Collected data
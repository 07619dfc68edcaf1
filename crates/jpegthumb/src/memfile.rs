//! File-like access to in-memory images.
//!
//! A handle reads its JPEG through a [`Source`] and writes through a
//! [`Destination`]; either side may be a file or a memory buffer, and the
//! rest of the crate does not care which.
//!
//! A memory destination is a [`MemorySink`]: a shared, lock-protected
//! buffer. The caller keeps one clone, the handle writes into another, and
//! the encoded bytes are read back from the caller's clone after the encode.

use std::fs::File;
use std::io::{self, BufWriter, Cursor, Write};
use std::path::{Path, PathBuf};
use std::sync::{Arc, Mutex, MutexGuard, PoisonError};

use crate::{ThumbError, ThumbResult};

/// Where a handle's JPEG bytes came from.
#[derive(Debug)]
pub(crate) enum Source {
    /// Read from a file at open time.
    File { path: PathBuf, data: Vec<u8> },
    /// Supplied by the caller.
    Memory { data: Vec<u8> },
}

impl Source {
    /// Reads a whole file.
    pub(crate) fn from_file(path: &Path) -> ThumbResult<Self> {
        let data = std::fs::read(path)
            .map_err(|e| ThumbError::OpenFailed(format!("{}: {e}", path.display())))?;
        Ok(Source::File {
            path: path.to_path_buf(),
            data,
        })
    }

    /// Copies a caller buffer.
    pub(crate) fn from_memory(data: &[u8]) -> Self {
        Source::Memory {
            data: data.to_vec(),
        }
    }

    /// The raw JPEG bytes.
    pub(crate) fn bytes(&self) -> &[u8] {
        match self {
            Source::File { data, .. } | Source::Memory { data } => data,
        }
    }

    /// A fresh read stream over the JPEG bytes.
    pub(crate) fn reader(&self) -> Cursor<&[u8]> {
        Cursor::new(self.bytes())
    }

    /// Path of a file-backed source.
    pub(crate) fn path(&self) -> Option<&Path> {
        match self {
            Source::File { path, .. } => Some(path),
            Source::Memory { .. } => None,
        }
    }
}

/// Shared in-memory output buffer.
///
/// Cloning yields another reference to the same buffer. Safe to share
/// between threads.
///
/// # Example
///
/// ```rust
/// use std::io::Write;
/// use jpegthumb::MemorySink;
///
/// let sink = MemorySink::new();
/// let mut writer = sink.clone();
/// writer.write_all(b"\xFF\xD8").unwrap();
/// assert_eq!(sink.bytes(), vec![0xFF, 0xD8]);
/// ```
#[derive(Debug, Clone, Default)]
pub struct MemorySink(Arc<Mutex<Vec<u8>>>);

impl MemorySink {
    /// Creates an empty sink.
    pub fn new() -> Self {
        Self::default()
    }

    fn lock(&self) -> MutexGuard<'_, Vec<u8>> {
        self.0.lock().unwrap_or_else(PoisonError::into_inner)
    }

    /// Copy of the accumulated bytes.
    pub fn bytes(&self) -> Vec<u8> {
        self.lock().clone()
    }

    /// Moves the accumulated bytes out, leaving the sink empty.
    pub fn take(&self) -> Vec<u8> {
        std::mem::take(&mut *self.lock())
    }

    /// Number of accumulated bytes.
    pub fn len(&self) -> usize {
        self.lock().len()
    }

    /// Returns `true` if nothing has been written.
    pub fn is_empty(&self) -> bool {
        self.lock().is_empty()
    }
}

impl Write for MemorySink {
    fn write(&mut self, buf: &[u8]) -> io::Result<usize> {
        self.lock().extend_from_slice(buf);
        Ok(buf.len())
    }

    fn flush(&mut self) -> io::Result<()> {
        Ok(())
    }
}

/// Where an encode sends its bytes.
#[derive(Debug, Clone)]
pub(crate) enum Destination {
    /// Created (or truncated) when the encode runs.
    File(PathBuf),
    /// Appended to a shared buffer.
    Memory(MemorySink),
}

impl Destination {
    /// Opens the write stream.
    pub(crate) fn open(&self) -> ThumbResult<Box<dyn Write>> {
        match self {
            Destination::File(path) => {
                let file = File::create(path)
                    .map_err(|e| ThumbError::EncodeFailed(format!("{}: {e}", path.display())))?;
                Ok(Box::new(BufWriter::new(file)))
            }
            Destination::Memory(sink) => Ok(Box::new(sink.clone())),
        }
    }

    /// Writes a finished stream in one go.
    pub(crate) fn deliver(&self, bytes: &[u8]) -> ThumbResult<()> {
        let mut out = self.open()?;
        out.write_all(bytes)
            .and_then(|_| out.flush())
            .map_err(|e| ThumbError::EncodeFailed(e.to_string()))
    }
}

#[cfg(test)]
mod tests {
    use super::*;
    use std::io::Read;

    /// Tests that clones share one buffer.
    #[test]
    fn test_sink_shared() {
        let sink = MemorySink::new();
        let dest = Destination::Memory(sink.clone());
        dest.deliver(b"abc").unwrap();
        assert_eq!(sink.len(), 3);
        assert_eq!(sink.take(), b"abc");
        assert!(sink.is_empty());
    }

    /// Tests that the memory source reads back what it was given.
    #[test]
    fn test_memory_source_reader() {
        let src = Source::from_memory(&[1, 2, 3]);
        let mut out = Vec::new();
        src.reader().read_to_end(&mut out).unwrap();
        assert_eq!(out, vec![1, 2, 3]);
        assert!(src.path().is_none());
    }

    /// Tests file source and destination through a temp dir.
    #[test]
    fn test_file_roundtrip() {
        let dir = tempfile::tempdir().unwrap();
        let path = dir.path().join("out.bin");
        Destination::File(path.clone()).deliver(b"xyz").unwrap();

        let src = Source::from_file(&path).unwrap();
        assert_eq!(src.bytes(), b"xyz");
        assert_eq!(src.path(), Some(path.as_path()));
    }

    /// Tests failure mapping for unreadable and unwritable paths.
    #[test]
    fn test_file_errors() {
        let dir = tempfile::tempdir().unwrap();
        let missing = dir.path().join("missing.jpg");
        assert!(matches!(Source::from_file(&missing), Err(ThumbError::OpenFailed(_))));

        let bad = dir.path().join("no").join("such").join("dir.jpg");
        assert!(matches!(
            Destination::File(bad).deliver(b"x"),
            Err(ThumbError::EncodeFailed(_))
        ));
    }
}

--

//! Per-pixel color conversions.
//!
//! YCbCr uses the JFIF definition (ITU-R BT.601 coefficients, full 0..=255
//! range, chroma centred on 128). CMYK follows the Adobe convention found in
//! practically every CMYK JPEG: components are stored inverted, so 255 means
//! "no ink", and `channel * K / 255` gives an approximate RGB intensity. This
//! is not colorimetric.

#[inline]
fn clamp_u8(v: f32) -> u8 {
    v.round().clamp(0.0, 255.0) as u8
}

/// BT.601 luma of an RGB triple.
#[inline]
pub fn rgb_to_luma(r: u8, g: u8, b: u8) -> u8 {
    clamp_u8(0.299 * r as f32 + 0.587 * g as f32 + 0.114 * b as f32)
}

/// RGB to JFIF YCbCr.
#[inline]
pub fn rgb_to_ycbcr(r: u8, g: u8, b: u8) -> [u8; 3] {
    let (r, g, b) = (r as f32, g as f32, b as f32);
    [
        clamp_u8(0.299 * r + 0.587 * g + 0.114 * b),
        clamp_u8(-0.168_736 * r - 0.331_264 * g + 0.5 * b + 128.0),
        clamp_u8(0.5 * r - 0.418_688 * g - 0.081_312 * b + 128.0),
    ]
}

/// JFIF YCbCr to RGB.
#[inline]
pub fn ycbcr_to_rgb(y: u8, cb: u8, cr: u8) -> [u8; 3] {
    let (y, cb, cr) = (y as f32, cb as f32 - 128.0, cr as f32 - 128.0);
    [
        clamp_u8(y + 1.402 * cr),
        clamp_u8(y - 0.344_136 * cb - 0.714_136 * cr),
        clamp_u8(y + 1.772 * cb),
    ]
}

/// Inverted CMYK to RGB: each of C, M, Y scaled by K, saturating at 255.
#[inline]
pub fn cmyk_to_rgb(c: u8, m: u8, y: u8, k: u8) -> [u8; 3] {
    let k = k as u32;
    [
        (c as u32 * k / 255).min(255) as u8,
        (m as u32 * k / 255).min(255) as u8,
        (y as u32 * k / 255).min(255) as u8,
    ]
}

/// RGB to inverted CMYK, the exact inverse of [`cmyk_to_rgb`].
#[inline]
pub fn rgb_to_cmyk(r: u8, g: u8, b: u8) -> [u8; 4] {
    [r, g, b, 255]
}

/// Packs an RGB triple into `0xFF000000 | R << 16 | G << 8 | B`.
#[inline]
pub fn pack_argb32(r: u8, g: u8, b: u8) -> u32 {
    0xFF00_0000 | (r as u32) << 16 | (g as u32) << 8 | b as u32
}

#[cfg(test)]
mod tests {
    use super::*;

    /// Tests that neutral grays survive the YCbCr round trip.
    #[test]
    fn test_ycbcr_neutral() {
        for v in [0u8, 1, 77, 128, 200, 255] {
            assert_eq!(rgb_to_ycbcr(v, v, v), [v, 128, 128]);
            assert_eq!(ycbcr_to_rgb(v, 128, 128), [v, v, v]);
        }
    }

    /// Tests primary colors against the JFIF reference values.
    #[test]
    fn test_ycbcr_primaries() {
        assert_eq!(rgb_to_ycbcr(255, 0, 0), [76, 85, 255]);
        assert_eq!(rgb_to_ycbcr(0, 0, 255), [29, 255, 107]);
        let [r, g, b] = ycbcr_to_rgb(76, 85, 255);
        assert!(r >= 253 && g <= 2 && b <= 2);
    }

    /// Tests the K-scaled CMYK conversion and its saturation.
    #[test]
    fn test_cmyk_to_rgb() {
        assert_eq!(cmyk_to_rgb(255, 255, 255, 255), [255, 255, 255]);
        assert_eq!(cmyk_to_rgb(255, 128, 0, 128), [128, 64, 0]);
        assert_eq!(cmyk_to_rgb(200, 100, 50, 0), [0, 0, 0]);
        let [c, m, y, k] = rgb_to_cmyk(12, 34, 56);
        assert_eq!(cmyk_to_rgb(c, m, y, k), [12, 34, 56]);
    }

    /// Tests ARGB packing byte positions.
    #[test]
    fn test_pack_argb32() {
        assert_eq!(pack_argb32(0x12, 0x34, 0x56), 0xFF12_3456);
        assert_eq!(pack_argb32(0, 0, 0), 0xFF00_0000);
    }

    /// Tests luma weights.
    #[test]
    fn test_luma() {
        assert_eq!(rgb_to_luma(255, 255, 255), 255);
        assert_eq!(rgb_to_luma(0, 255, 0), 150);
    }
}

* * *

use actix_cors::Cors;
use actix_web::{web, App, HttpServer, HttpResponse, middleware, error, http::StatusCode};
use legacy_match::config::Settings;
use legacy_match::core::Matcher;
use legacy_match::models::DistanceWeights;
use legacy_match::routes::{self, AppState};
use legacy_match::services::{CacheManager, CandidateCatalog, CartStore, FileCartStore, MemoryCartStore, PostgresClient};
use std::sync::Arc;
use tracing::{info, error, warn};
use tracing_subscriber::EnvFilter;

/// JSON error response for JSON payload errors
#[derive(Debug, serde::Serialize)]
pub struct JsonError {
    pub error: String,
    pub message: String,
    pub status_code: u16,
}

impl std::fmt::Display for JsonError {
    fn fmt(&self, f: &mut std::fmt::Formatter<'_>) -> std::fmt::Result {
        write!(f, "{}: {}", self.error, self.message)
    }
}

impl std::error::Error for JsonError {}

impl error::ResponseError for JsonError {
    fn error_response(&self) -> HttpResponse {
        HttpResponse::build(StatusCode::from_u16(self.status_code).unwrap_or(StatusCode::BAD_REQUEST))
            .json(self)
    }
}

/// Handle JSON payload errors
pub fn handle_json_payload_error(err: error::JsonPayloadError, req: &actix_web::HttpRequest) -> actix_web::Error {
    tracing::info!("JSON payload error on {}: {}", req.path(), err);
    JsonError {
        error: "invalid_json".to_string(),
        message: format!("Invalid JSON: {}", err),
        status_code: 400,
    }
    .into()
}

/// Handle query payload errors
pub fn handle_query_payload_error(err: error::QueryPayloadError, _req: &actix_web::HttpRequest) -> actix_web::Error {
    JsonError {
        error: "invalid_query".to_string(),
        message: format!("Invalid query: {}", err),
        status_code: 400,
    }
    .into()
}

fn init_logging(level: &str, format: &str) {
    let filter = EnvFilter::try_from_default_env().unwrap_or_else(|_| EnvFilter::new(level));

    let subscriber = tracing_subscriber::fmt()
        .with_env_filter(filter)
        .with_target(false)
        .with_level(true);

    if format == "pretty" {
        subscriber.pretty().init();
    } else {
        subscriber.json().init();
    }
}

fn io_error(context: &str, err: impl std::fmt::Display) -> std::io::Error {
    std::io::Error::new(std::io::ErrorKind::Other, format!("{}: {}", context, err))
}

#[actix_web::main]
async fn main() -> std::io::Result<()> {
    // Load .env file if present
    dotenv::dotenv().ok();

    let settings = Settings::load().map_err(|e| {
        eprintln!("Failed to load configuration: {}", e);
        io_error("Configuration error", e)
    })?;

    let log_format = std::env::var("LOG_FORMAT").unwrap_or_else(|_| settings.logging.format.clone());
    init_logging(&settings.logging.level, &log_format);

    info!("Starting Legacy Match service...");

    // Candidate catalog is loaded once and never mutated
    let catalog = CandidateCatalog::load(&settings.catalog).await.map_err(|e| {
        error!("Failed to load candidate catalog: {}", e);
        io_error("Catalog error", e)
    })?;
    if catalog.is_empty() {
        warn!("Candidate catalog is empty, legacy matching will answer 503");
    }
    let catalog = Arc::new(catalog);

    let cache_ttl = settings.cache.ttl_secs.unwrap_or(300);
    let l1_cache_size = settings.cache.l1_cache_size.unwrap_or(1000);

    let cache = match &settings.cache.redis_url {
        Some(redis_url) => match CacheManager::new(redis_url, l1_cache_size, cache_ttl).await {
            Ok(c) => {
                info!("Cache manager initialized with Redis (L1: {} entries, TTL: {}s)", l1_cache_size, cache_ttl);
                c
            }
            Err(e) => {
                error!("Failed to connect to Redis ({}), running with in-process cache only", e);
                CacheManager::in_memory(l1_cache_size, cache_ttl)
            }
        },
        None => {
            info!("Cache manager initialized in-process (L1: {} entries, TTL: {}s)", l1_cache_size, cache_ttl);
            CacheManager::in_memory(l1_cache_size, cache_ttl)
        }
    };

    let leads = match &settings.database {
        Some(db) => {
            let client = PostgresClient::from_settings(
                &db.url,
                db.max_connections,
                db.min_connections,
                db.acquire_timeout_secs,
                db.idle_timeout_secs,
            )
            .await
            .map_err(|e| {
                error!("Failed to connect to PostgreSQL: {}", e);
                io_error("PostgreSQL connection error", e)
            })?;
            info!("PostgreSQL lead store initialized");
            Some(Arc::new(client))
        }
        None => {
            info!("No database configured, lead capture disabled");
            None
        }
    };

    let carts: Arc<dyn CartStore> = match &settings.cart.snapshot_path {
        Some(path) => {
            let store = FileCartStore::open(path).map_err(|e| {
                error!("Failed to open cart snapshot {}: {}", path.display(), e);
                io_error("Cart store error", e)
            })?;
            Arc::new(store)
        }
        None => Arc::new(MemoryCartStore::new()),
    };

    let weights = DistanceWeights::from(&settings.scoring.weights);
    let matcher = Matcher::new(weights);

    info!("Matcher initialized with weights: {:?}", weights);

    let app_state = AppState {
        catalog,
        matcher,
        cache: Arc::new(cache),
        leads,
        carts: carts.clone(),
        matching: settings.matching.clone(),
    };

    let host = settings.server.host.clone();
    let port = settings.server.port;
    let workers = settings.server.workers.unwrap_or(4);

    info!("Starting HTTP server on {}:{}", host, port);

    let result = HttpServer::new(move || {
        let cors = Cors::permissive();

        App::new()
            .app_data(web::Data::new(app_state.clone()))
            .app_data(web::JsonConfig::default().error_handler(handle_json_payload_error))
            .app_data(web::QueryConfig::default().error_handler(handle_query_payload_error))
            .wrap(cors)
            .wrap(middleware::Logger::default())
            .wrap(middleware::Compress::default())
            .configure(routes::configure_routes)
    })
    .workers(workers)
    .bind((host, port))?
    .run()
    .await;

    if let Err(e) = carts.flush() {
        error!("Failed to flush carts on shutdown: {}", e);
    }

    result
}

▶ [ACTIVITY]
Among the records above, extract exactly the lines from the line with "repository 07619dfc68edcaf1" to the line with "at open time.", both lines included, and leave out the rest.

▶ [ANSWER TO THIS EXERCISE]
repository 07619dfc68edcaf1
filename crates/jpegthumb/src/memfile.rs
//! File-like access to in-memory images.
//!
//! A handle reads its JPEG through a [`Source`] and writes through a
//! [`Destination`]; either side may be a file or a memory buffer, and the
//! rest of the crate does not care which.
//!
//! A memory destination is a [`MemorySink`]: a shared, lock-protected
//! buffer. The caller keeps one clone, the handle writes into another, and
//! the encoded bytes are read back from the caller's clone after the encode.

use std::fs::File;
use std::io::{self, BufWriter, Cursor, Write};
use std::path::{Path, PathBuf};
use std::sync::{Arc, Mutex, MutexGuard, PoisonError};

use crate::{ThumbError, ThumbResult};

/// Where a handle's JPEG bytes came from.
#[derive(Debug)]
pub(crate) enum Source {
    /// Read from a file at open time.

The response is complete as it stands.